The results show some significant responses of behaviour to the C-17 reforms. The proportion of job finders who exhaust their UI benefits rises dramatically between 1993 and 1995 from 19 percent of the sample to 43 percent. However, job-finding rates are actually higher in 1995. This points to a general pattern that is repeated several times in this study: C-17 rule changes did have definite impacts on the experience of the unemployed but these changes do not seem to translate into significant long-term employment effects. There is evidence of a higher number of large wage losses in the 1995 COEP, which may be due to some unemployed workers experiencing an unpleasant surprise regarding the length of their benefits. When this possibility is analysed in more detail, these large losses do not seem to be attributable to persons whose entitlement period was much shorter under the C-17 rules versus those previously in effect.

A finding of some importance for this study is that C-17 had a major impact upon the distribution of weeks of unemployment benefits among the unemployed. In 1993 the distribution of weeks of potential benefits was heavily concentrated at 50 weeks. A very small number of persons were scattered along the range of benefits below 50 weeks. This same pattern was found in data from the National Employment Services Survey (NESS) data collected in the 1980s. The 1995 COEP data represents a major break with this previous pattern. In 1995, benefit weeks were far more evenly distributed over the range of weeks and there was even a slight peak in the range between 30 and 40 weeks. This suggests that C-17 did achieve its goal of reducing benefit entitlements for persons who were eligible but did not have a high level of attachment to the labour force.
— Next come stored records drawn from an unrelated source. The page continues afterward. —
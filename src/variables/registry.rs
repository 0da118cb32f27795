//! Variable Registry
//!
//! Owns the variables of one component (a layer, an audio source or the
//! global settings) and keeps every declared value durable through a
//! [`Cache`] at an owner-specific path.

use std::collections::HashMap;

use serde_json::Map;
use tracing::{debug, warn};

use super::value::{ColorSequence, Value};
use super::variable::{Observer, Variable, VariableInfo};
use crate::error::{LightstackError, Result};
use crate::storage::{Cache, SharedStorage};

/// Named, persisted variables scoped to one owner
#[derive(Debug)]
pub struct VariableRegistry {
    owner: String,
    cache: Cache,
    variables: Vec<Variable>,
    by_name: HashMap<String, usize>,
}

impl VariableRegistry {
    /// Open the registry whose values live at `path`
    pub fn open(storage: SharedStorage, path: impl Into<String>, owner: impl Into<String>) -> Result<Self> {
        let cache = Cache::open(storage, path, Map::new(), None)?;
        Ok(Self {
            owner: owner.into(),
            cache,
            variables: Vec::new(),
            by_name: HashMap::new(),
        })
    }

    /// Name of the owning component, used in error messages
    pub fn owner(&self) -> &str {
        &self.owner
    }

    /// Declare a variable and return the live instance
    ///
    /// A previously persisted value overrides the declared default when it
    /// still validates. The resulting value is persisted and observers are
    /// notified once. Re-declaring a name replaces the earlier variable.
    pub fn declare(&mut self, mut variable: Variable) -> Result<&mut Variable> {
        let default = variable.validate(variable.default_value())?;
        variable.commit(default);

        let name = variable.name().to_string();
        if let Ok(stored) = self.cache.get(&name) {
            match variable.from_json(stored) {
                Ok(value) => variable.commit(value),
                Err(e) => warn!(
                    owner = %self.owner,
                    variable = %name,
                    error = %e,
                    "persisted value rejected, keeping default"
                ),
            }
        }

        self.cache.set(&name, variable.value().to_scalar())?;
        variable.notify();
        debug!(owner = %self.owner, variable = %name, value = %variable.value(), "variable declared");

        let index = match self.by_name.get(&name) {
            Some(&index) => {
                self.variables[index] = variable;
                index
            }
            None => {
                self.variables.push(variable);
                self.by_name.insert(name, self.variables.len() - 1);
                self.variables.len() - 1
            }
        };
        Ok(&mut self.variables[index])
    }

    /// Look up a declared variable
    pub fn get(&self, name: &str) -> Result<&Variable> {
        self.by_name
            .get(name)
            .map(|&index| &self.variables[index])
            .ok_or_else(|| self.not_found(name))
    }

    fn get_mut(&mut self, name: &str) -> Result<&mut Variable> {
        match self.by_name.get(name) {
            Some(&index) => Ok(&mut self.variables[index]),
            None => Err(self.not_found(name)),
        }
    }

    /// Whether `name` has been declared
    pub fn contains(&self, name: &str) -> bool {
        self.by_name.contains_key(name)
    }

    /// Current value of a declared variable
    pub fn value(&self, name: &str) -> Result<&Value> {
        self.get(name).map(Variable::value)
    }

    /// Validate, persist, commit and notify
    ///
    /// On any failure the previous value and persisted state are unchanged.
    pub fn set_value(&mut self, name: &str, raw: Value) -> Result<()> {
        let variable = self.get(name)?;
        let value = variable.validate(&raw)?;
        let scalar = value.to_scalar();

        self.cache.set(name, scalar)?;

        let variable = self.get_mut(name)?;
        variable.commit(value);
        variable.notify();
        Ok(())
    }

    /// Deserialize `text` for the named variable and set it
    pub fn set_serialized(&mut self, name: &str, text: &str) -> Result<()> {
        let value = self.get(name)?.deserialize(text)?;
        self.set_value(name, value)
    }

    /// Serialized form of the named variable's current value
    pub fn serialized(&self, name: &str) -> Result<String> {
        let variable = self.get(name)?;
        Ok(variable.serialize(variable.value()))
    }

    /// Register an observer on a declared variable
    pub fn add_observer(&mut self, name: &str, observer: Observer) -> Result<()> {
        self.get_mut(name)?.add_observer(observer);
        Ok(())
    }

    /// Variables in declaration order
    pub fn variables(&self) -> impl Iterator<Item = &Variable> {
        self.variables.iter()
    }

    /// Declared names in declaration order
    pub fn names(&self) -> Vec<String> {
        self.variables.iter().map(|v| v.name().to_string()).collect()
    }

    /// Control-surface descriptions of every variable
    pub fn info(&self) -> Vec<VariableInfo> {
        self.variables.iter().map(Variable::info).collect()
    }

    /// Number of declared variables
    pub fn len(&self) -> usize {
        self.variables.len()
    }

    /// Check whether nothing has been declared
    pub fn is_empty(&self) -> bool {
        self.variables.is_empty()
    }

    /// Float value of a float variable
    pub fn float(&self, name: &str) -> Result<f64> {
        match self.value(name)? {
            Value::Float(v) => Ok(*v),
            other => Err(self.mismatch(name, other, "float")),
        }
    }

    /// Integer value of an int variable
    pub fn int(&self, name: &str) -> Result<i64> {
        match self.value(name)? {
            Value::Int(v) => Ok(*v),
            other => Err(self.mismatch(name, other, "int")),
        }
    }

    /// Value of a bool variable
    pub fn bool(&self, name: &str) -> Result<bool> {
        match self.value(name)? {
            Value::Bool(v) => Ok(*v),
            other => Err(self.mismatch(name, other, "bool")),
        }
    }

    /// Selected option name of an option variable
    pub fn option(&self, name: &str) -> Result<&str> {
        let variable = self.get(name)?;
        variable
            .selected_option()
            .ok_or_else(|| self.mismatch(name, variable.value(), "option"))
    }

    /// Value of a string variable
    pub fn string(&self, name: &str) -> Result<&str> {
        match self.value(name)? {
            Value::Str(v) => Ok(v),
            other => Err(self.mismatch(name, other, "string")),
        }
    }

    /// Value of a color sequence variable
    pub fn color_sequence(&self, name: &str) -> Result<&ColorSequence> {
        match self.value(name)? {
            Value::ColorSequence(v) => Ok(v),
            other => Err(self.mismatch(name, other, "color_sequence")),
        }
    }

    fn not_found(&self, name: &str) -> LightstackError {
        LightstackError::VariableNotFound {
            owner: self.owner.clone(),
            name: name.to_string(),
        }
    }

    fn mismatch(&self, name: &str, value: &Value, expected: &str) -> LightstackError {
        LightstackError::validation(name, value, format!("is not a {} variable", expected))
    }
}

#[cfg(test)]
mod tests {
    use super::*;
    use crate::storage::{MemoryStorage, Storage};
    use approx::assert_relative_eq;
    use std::cell::RefCell;
    use std::rc::Rc;

    fn registry(storage: &Rc<MemoryStorage>) -> VariableRegistry {
        VariableRegistry::open(storage.clone(), "globals/vars", "globals").unwrap()
    }

    #[test]
    fn test_declare_persists_default() {
        let storage = Rc::new(MemoryStorage::new());
        let mut vars = registry(&storage);

        vars.declare(Variable::float_range("brightness", 1.0, 0.0, 1.0))
            .unwrap();

        assert_relative_eq!(vars.float("brightness").unwrap(), 1.0);
        let stored = storage.read("globals/vars").unwrap().unwrap();
        assert!(stored.contains("\"brightness\":1.0"));
    }

    #[test]
    fn test_out_of_range_keeps_old_value() {
        let storage = Rc::new(MemoryStorage::new());
        let mut vars = registry(&storage);
        vars.declare(Variable::float_range("brightness", 1.0, 0.0, 1.0))
            .unwrap();
        let writes = storage.write_count();

        let err = vars.set_value("brightness", Value::Float(1.5)).unwrap_err();

        assert!(matches!(err, LightstackError::Validation { ref name, .. } if name == "brightness"));
        assert_relative_eq!(vars.float("brightness").unwrap(), 1.0);
        assert_eq!(storage.write_count(), writes);
    }

    #[test]
    fn test_persisted_value_survives_reopen() {
        let storage = Rc::new(MemoryStorage::new());
        {
            let mut vars = registry(&storage);
            vars.declare(Variable::int_range("count", 3, 0, 10)).unwrap();
            vars.set_value("count", Value::Int(7)).unwrap();
        }

        let mut vars = registry(&storage);
        vars.declare(Variable::int_range("count", 3, 0, 10)).unwrap();
        assert_eq!(vars.int("count").unwrap(), 7);
    }

    #[test]
    fn test_persisted_value_outside_new_range_falls_back() {
        let storage = Rc::new(MemoryStorage::new());
        {
            let mut vars = registry(&storage);
            vars.declare(Variable::int_range("count", 3, 0, 10)).unwrap();
            vars.set_value("count", Value::Int(9)).unwrap();
        }

        let mut vars = registry(&storage);
        vars.declare(Variable::int_range("count", 3, 0, 5)).unwrap();
        assert_eq!(vars.int("count").unwrap(), 3);
    }

    #[test]
    fn test_observers_run_in_order_after_persist() {
        let storage = Rc::new(MemoryStorage::new());
        let mut vars = registry(&storage);
        let log = Rc::new(RefCell::new(Vec::new()));

        let first = Rc::clone(&log);
        let probe = Rc::clone(&storage);
        vars.declare(Variable::float("speed", 0.5).with_observer(Box::new(move |_, value| {
            let durable = probe.read("globals/vars").unwrap().unwrap_or_default();
            first.borrow_mut().push(format!("first {} durable={}", value, durable.contains(&value.to_string())));
        })))
        .unwrap();
        let second = Rc::clone(&log);
        vars.add_observer("speed", Box::new(move |name, _| {
            second.borrow_mut().push(format!("second {}", name));
        }))
        .unwrap();
        log.borrow_mut().clear();

        vars.set_value("speed", Value::Float(0.25)).unwrap();

        assert_eq!(
            log.borrow().as_slice(),
            &["first 0.25 durable=true".to_string(), "second speed".to_string()]
        );
    }

    #[test]
    fn test_failed_persist_rejects_mutation() {
        let storage = Rc::new(MemoryStorage::new());
        let mut vars = registry(&storage);
        vars.declare(Variable::bool("enabled", true)).unwrap();

        storage.set_fail_writes(true);
        let err = vars.set_value("enabled", Value::Bool(false)).unwrap_err();

        assert_eq!(err.error_code(), "PERSISTENCE_FAULT");
        assert!(vars.bool("enabled").unwrap());
    }

    #[test]
    fn test_unknown_variable() {
        let storage = Rc::new(MemoryStorage::new());
        let mut vars = registry(&storage);
        let err = vars.set_value("nope", Value::Bool(true)).unwrap_err();
        assert!(err.is_not_found());
    }

    #[test]
    fn test_set_serialized_option() {
        let storage = Rc::new(MemoryStorage::new());
        let mut vars = registry(&storage);
        vars.declare(Variable::option("mode", "set", ["set", "add"])).unwrap();

        vars.set_serialized("mode", "add").unwrap();
        assert_eq!(vars.option("mode").unwrap(), "add");
        assert_eq!(vars.serialized("mode").unwrap(), "1");
    }

    #[test]
    fn test_names_keep_declaration_order() {
        let storage = Rc::new(MemoryStorage::new());
        let mut vars = registry(&storage);
        vars.declare(Variable::bool("z", true)).unwrap();
        vars.declare(Variable::bool("a", true)).unwrap();
        vars.declare(Variable::bool("z", false)).unwrap();

        assert_eq!(vars.names(), vec!["z".to_string(), "a".to_string()]);
        assert_eq!(vars.len(), 2);
    }
}
//! Application
//!
//! The single owner of every long-lived component. Nothing in the crate is
//! a global; the runtime and control surface reach state through `App`.

use std::rc::Rc;

use tracing::info;

use crate::audio::AudioManager;
use crate::config::ControllerConfig;
use crate::engine::{Diagnostics, FrameReport, OutputDriver, Pipeline};
use crate::error::Result;
use crate::globals::Globals;
use crate::layers::{LayerEnv, StackManager};
use crate::logsink::{FileLogSink, LogSink};
use crate::shard::ShardRegistry;
use crate::storage::{FsStorage, SharedStorage};

/// Controller state and its collaborators
#[derive(Debug)]
pub struct App {
    config: ControllerConfig,
    storage: SharedStorage,
    shards: Rc<ShardRegistry>,
    globals: Globals,
    audio: AudioManager,
    stacks: StackManager,
    pipeline: Pipeline,
}

impl App {
    /// Open the controller on filesystem storage at `config.storage_root`
    pub fn open(config: ControllerConfig) -> Result<Self> {
        let storage: SharedStorage = Rc::new(FsStorage::new(&config.storage_root)?);
        Self::with_storage(config, storage, ShardRegistry::with_builtins())
    }

    /// Open the controller on an arbitrary storage backend and shard set
    pub fn with_storage(config: ControllerConfig, storage: SharedStorage, shards: ShardRegistry) -> Result<Self> {
        config.validate()?;

        let log: Rc<dyn LogSink> = Rc::new(FileLogSink::new(storage.clone()));
        let shards = Rc::new(shards);
        let env = LayerEnv {
            storage: storage.clone(),
            shards: Rc::clone(&shards),
            log: Rc::clone(&log),
        };

        let globals = Globals::open(storage.clone())?;
        let audio = AudioManager::open(storage.clone())?;
        let stacks = StackManager::open(env)?;
        let pipeline = Pipeline::new(&config, log);

        info!(
            width = config.width,
            height = config.height,
            active = %stacks.active_name(),
            "controller initialised"
        );
        Ok(Self {
            config,
            storage,
            shards,
            globals,
            audio,
            stacks,
            pipeline,
        })
    }

    /// Run one pipeline iteration
    pub fn render_frame(&mut self) -> FrameReport {
        self.pipeline
            .render_frame(&mut self.stacks, &self.globals, &mut self.audio)
    }

    pub fn diagnostics(&self) -> Diagnostics {
        self.pipeline.diagnostics(&self.stacks)
    }

    pub fn add_driver(&mut self, driver: Box<dyn OutputDriver>) {
        self.pipeline.add_driver(driver);
    }

    pub fn config(&self) -> &ControllerConfig {
        &self.config
    }

    pub fn storage(&self) -> &SharedStorage {
        &self.storage
    }

    pub fn shards(&self) -> &ShardRegistry {
        &self.shards
    }

    pub fn globals(&self) -> &Globals {
        &self.globals
    }

    pub fn globals_mut(&mut self) -> &mut Globals {
        &mut self.globals
    }

    pub fn audio(&self) -> &AudioManager {
        &self.audio
    }

    pub fn audio_mut(&mut self) -> &mut AudioManager {
        &mut self.audio
    }

    pub fn stacks(&self) -> &StackManager {
        &self.stacks
    }

    pub fn stacks_mut(&mut self) -> &mut StackManager {
        &mut self.stacks
    }

    pub fn pipeline(&self) -> &Pipeline {
        &self.pipeline
    }

    pub fn pipeline_mut(&mut self) -> &mut Pipeline {
        &mut self.pipeline
    }
}

#[cfg(test)]
mod tests {
    use super::*;
    use crate::layers::LayerInit;

    #[test]
    fn test_open_on_disk_and_reload() {
        let dir = tempfile::tempdir().unwrap();
        let config = ControllerConfig {
            storage_root: dir.path().to_path_buf(),
            ..ControllerConfig::default()
        };

        {
            let mut app = App::open(config.clone()).unwrap();
            app.stacks_mut()
                .get_mut("inactive")
                .unwrap()
                .add_layer(LayerInit::shard("palette_sweep"))
                .unwrap();
            app.stacks_mut().switch().unwrap();
        }

        let app = App::open(config).unwrap();
        assert_eq!(app.stacks().active().len(), 1);
        assert!(dir.path().join("stacks/B/layers/0/info").is_file());
        assert!(dir.path().join("globals/vars").is_file());
    }

    #[test]
    fn test_invalid_config_rejected() {
        let dir = tempfile::tempdir().unwrap();
        let config = ControllerConfig {
            storage_root: dir.path().to_path_buf(),
            frame_period_ms: 0,
            ..ControllerConfig::default()
        };
        assert_eq!(App::open(config).unwrap_err().error_code(), "CONFIG_ERROR");
    }
}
The impact of these changes to benefit entitlements shows up when the effects of UI benefits on wages are analysed. In the 1993 COEP and NESS data, persons' re-employment wages tended to rise fairly smoothly and continually with weeks of benefit entitlement. A very different pattern appeared in the 1995 COEP: while predicted new wages initially rose as the number of benefit weeks increased from 0 through to 40 weeks, further increases in the benefit entitlement above 40 weeks tended to lower expected new wages. This "inverted-U" shaped relationship has its peak at roughly 30-39 weeks, close to the same level for which we find the greatest concentration of numbers of benefit entitlement weeks in the 1995 COEP sample.

These apparently divergent results for 1995 can be reconciled with those for the NESS and 1993 COEP if it is noted that in each of these samples the most positive effect of UI benefit weeks on wages is found in the range of weeks where most persons are found. This observation invites several possible interpretations. One such interpretation is that persons with non-standard numbers of benefit weeks tend to also be less successful in their job searches. In this case, UI week effects on new wages may simply capture unobserved measures of job search skill correlated with the number of benefit weeks.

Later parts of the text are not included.